> _AIM OF THE EXERCISE_
Where does the string "match" appear in the records? Copy every line that contains it.

> _Dataset entries_
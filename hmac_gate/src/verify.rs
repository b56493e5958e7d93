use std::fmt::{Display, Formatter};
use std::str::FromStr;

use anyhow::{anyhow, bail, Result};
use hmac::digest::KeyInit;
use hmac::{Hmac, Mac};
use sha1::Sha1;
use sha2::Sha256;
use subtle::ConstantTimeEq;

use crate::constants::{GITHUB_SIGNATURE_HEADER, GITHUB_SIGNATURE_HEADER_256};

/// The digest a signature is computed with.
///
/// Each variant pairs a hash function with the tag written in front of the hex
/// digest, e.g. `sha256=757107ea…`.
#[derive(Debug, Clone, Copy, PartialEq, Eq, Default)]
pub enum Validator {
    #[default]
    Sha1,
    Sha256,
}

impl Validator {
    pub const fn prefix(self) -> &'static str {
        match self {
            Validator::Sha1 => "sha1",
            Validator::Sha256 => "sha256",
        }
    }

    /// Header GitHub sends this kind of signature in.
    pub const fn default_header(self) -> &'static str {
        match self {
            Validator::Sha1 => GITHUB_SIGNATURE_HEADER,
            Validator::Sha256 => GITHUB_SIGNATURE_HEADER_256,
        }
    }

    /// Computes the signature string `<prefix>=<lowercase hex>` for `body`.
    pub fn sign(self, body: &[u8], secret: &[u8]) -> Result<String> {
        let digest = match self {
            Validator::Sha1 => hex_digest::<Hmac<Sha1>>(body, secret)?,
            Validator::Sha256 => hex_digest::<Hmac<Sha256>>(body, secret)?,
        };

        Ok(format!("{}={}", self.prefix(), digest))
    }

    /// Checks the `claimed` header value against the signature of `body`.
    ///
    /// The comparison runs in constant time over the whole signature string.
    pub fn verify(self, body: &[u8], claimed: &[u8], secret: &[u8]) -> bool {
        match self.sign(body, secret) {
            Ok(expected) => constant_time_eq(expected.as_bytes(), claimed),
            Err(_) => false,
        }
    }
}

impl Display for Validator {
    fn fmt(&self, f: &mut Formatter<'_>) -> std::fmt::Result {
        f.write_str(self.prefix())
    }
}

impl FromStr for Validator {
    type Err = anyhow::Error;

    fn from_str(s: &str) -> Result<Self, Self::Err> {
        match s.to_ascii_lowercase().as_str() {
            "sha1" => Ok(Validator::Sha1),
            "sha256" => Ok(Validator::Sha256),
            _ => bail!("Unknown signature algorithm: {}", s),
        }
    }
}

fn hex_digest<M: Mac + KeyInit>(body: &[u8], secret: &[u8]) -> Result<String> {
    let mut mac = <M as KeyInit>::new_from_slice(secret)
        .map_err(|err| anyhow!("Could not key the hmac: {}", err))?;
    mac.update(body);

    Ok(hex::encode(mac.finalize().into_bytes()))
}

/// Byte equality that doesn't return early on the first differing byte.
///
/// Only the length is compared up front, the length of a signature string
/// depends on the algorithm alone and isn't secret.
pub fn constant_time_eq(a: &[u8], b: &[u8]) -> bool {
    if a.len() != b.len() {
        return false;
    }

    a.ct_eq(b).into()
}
--
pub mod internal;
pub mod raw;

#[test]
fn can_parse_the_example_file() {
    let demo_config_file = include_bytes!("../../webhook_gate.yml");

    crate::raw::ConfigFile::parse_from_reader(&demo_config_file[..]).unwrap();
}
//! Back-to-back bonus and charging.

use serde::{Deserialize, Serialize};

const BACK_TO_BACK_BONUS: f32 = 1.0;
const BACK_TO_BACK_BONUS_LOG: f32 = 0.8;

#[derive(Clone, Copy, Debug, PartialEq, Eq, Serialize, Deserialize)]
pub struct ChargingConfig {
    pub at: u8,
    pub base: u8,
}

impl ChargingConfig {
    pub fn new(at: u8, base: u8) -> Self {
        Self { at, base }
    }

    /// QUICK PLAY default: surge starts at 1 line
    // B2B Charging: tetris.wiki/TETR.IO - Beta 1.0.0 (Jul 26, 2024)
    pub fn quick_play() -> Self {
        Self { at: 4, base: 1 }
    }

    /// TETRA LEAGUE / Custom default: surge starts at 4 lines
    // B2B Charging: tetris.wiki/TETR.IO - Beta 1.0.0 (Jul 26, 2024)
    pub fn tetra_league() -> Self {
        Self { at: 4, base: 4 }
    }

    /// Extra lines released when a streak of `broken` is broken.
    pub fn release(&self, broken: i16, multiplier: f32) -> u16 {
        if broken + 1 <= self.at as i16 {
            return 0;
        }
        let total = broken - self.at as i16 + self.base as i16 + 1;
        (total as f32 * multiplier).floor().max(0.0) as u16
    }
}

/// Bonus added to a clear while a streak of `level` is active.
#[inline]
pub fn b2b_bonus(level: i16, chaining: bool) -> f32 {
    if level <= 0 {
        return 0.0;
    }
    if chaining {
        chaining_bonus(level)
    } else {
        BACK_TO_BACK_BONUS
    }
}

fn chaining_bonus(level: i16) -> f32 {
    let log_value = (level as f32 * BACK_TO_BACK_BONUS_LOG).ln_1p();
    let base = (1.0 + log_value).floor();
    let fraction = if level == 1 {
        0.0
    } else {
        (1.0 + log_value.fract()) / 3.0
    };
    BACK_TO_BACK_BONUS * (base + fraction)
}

> _COMPLETED TASK_
        match self {
        match self {
        let digest = match self {
        match self.sign(body, secret) {
        match s.to_ascii_lowercase().as_str() {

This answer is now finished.